I must admit, a good bit of this resonated with me. My mother was not even in the same class as these controlling and abusive mothers, but she was damaged by her own childhood, and never really was able to transition from the mother of children to the mother of adults in a healthy manner. I did hear all too often during my teens that she feared I would marry a sweet girl and run roughshod over her. In the actual event, I married a strong, confident, and assertive woman, and I am pretty sure my mom was disappointed, which is why she eventually antagonized my wife until she was unwilling to waste time on my parents at all. So yes, I am very much haunted, and have to live with what I have. Things were not supposed to be this way. 
Returning again near the end of the book to her mother, Yiyun gives yet another facet of the issue. 

Writing is the only part of my life I have taken beyond my mother’s storytelling. I have avoided writing in an autobiographical voice because I cannot bear that it could be overwritten by my mother’s omniscience. I can easily see all other parts of my life in her narrative: my marriage, my children, my past.

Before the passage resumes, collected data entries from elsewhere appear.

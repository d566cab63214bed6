// src/lib.rs

pub mod cli;
pub mod compile;
pub mod config;
pub mod errors;
pub mod fs;
pub mod guardfile;
pub mod logging;
pub mod plugin;
pub mod stubs;

use std::sync::Arc;

use tracing::{debug, info};

use crate::cli::{CliArgs, Command};
use crate::config::load_and_validate;
use crate::errors::Result;
use crate::fs::{FileSystem, RealFileSystem};
use crate::guardfile::Guardfile;
use crate::stubs::StubRepository;

pub use crate::errors::GuardError;
pub use crate::plugin::Plugin;

/// High-level entry point used by `main.rs`.
///
/// Wires the real filesystem and the TOML config into a [`Guardfile`] and
/// dispatches the subcommand.
pub fn run(args: CliArgs) -> Result<()> {
    let fs: Arc<dyn FileSystem> = Arc::new(RealFileSystem);

    if let Command::List = args.command {
        for plugin in StubRepository::known_plugins() {
            println!("{plugin}");
        }
        return Ok(());
    }

    let config = load_and_validate(fs.as_ref(), &args.config)?;
    debug!(config = ?args.config, "config loaded");

    let mut guardfile = Guardfile::new(fs.clone(), Arc::new(config), &args.dir);
    if let Some(dir) = &args.stubs {
        guardfile = guardfile.with_stubs(StubRepository::from_dir(fs.clone(), dir));
    }

    match args.command {
        Command::Make { plugins } => guardfile.make(&plugins)?,
        Command::Update { plugins } => {
            for plugin in &plugins {
                let replaced = guardfile.update_signature(plugin)?;
                info!(%plugin, replaced, "updated signature");
            }
        }
        Command::Add { plugins } => {
            for plugin in &plugins {
                guardfile.append_signature(plugin)?;
                info!(%plugin, "added signature");
            }
        }
        Command::Refresh => {
            let refreshed = guardfile.refresh()?;
            info!(?refreshed, "refreshed concat signatures");
        }
        Command::Print { plugins } => println!("{}", guardfile.get_stubs(&plugins)?),
        Command::List => {}
    }

    Ok(())
}
#![allow(dead_code)]

/// A Guardfile as `guardgen make` would have written it some time ago.
pub const EXISTING_GUARDFILE: &str = "\
guard :sass, :input => 'app/assets/sass', :output => 'public/css'

guard :concat, type: \"css\", files: %w(reset site), input_dir: \"public/css\", output: \"public/css/main\"

guard :concat, type: \"js\", files: %w(jquery app), input_dir: \"public/js\", output: \"public/js/main\"

guard :uglify, :input => 'public/js/main.js', :output => 'public/js/main.min.js'
";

Just as she demands to come into my narrative, I demand to be left out of hers. There is no way to change that; not a happy ending, not even an ending is possible.

Perhaps the most difficult and haunting part of the book is Yiyun’s description of her never-ending quest to be invisible, to not matter, to prove that nothing matters. And it is clear that she wants to be visible, to be loved, to matter, and to prove that everything matters. There is a line in which she perhaps allows herself a glimpse of why. 

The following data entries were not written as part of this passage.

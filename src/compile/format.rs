// src/compile/format.rs

//! Rendering config values as Ruby literals for the Guardfile.

use std::fmt;

use indexmap::IndexMap;

use crate::config::Value;

/// A config value as it will appear in Ruby source.
///
/// Strings that start with `:` become bare symbols (`":compressed"` →
/// `:compressed`). This is a naming convention, not a type: a string that
/// legitimately starts with a colon is emitted as a symbol too.
///
/// Hash keys and option names are written as `:key` unchanged, so a key that
/// is not a valid Ruby identifier (`output-style`) yields an invalid symbol.
#[derive(Debug, Clone, PartialEq)]
pub enum RubyLiteral<'a> {
    Str(&'a str),
    Symbol(&'a str),
    Boolean(bool),
    Integer(i64),
    Float(f64),
    Array(Vec<RubyLiteral<'a>>),
    Hash(Vec<(&'a str, RubyLiteral<'a>)>),
}

impl<'a> From<&'a Value> for RubyLiteral<'a> {
    fn from(value: &'a Value) -> Self {
        match value {
            Value::String(s) if s.starts_with(':') => RubyLiteral::Symbol(s),
            Value::String(s) => RubyLiteral::Str(s),
            Value::Boolean(b) => RubyLiteral::Boolean(*b),
            Value::Integer(i) => RubyLiteral::Integer(*i),
            Value::Float(x) => RubyLiteral::Float(*x),
            Value::List(items) => RubyLiteral::Array(items.iter().map(Into::into).collect()),
            Value::Map(map) => RubyLiteral::Hash(
                map.iter()
                    .map(|(k, v)| (k.as_str(), RubyLiteral::from(v)))
                    .collect(),
            ),
        }
    }
}

impl fmt::Display for RubyLiteral<'_> {
    fn fmt(&self, f: &mut fmt::Formatter<'_>) -> fmt::Result {
        match self {
            RubyLiteral::Str(s) => {
                f.write_str("'")?;
                for c in s.chars() {
                    if c == '\\' || c == '\'' {
                        f.write_str("\\")?;
                    }
                    write!(f, "{c}")?;
                }
                f.write_str("'")
            }
            RubyLiteral::Symbol(s) => f.write_str(s),
            RubyLiteral::Boolean(b) => write!(f, "{b}"),
            RubyLiteral::Integer(i) => write!(f, "{i}"),
            RubyLiteral::Float(x) if x.is_nan() => f.write_str("Float::NAN"),
            RubyLiteral::Float(x) if x.is_infinite() => {
                let sign = if *x < 0.0 { "-" } else { "" };
                write!(f, "{sign}Float::INFINITY")
            }
            // `{:?}` keeps the decimal point on whole numbers (`2.0`).
            RubyLiteral::Float(x) => write!(f, "{x:?}"),
            RubyLiteral::Array(items) => {
                f.write_str("[")?;
                for (i, item) in items.iter().enumerate() {
                    if i > 0 {
                        f.write_str(", ")?;
                    }
                    write!(f, "{item}")?;
                }
                f.write_str("]")
            }
            RubyLiteral::Hash(entries) => {
                f.write_str("{")?;
                for (i, (key, value)) in entries.iter().enumerate() {
                    if i > 0 {
                        f.write_str(", ")?;
                    }
                    write!(f, ":{key} => {value}")?;
                }
                f.write_str("}")
            }
        }
    }
}

/// Format plugin options as Ruby keyword pairs, in mapping order.
///
/// Keys are not checked against Ruby's symbol grammar.
///
/// `{style: ":compressed", debug_info: true}` →
/// `[":style => :compressed", ":debug_info => true"]`
pub fn attributes(options: &IndexMap<String, Value>) -> Vec<String> {
    options
        .iter()
        .map(|(key, value)| format!(":{key} => {}", RubyLiteral::from(value)))
        .collect()
}

#[cfg(test)]
mod tests {
    use super::*;

    fn render(value: Value) -> String {
        RubyLiteral::from(&value).to_string()
    }

    #[test]
    fn scalars_use_ruby_literal_syntax() {
        assert_eq!(render(Value::from("compact")), "'compact'");
        assert_eq!(render(Value::from(true)), "true");
        assert_eq!(render(Value::from(42i64)), "42");
        assert_eq!(render(Value::from(2.0)), "2.0");
        assert_eq!(render(Value::from(1.5)), "1.5");
    }

    #[test]
    fn strings_are_escaped_for_single_quotes() {
        assert_eq!(render(Value::from(r"it's a\b")), r"'it\'s a\\b'");
    }

    #[test]
    fn leading_colon_makes_a_bare_symbol() {
        assert_eq!(render(Value::from(":compressed")), ":compressed");
        assert_eq!(render(Value::from("a:b")), "'a:b'");
    }

    #[test]
    fn collections_render_recursively() {
        let mut inner = IndexMap::new();
        inner.insert("line_numbers".to_string(), Value::from(true));
        inner.insert("style".to_string(), Value::from(":nested"));

        assert_eq!(
            render(Value::from(vec!["a", ":b"])),
            "['a', :b]"
        );
        assert_eq!(
            render(Value::Map(inner)),
            "{:line_numbers => true, :style => :nested}"
        );
    }

    #[test]
    fn attributes_keep_mapping_order() {
        let mut opts = IndexMap::new();
        opts.insert("style".to_string(), Value::from(":compressed"));
        opts.insert("debug_info".to_string(), Value::from(false));

        assert_eq!(
            attributes(&opts),
            vec![":style => :compressed", ":debug_info => false"]
        );
        assert!(attributes(&IndexMap::new()).is_empty());
    }

    #[test]
    fn option_keys_are_written_verbatim() {
        let mut opts = IndexMap::new();
        opts.insert("output-style".to_string(), Value::from("compact"));

        assert_eq!(attributes(&opts), vec![":output-style => 'compact'"]);
    }
}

Nothing matters. The belief was fallible, but I knew from experience that absence is more reliable than presence, and a lie sustains life with absoluteness that truth fails to offer. 

There are layers to unpack in that one. Most obvious is that Yiyun finds that reality leads her toward suicide, and that some form of self-delusion appears necessary to prevent that. This is some crazy philosophical stuff, to be sure, and it isn’t just her. (As the book makes clear.) But I think too that she hits on a truth about...truth. Truth is complicated and messy and human and ambiguous. A lie is absolute. Lies tell you that everything can be summed up in one rule, one statement, one “truth.” And this is why cults thrive and hate multiplies and people embrace obvious untruths. It is far easier - and simpler because it is absolute - to say “my problems are the fault of those people,” than to look at the complexities of life. Far easier to exterminate the Jews, or deport immigrants, than to address the layers of kludge and rules and laws and systems which have choked the average person. Finding true solutions is always hard work - it is the work of reformation, not revolution - while “solutions” are easy to find. They have an absoluteness that truth cannot offer. On a related note, this observation is interesting, particularly in the context of whether wishing to escape suffering is selfish or not. (Many consider suicide selfish, but are other methods of escape likewise selfish?) 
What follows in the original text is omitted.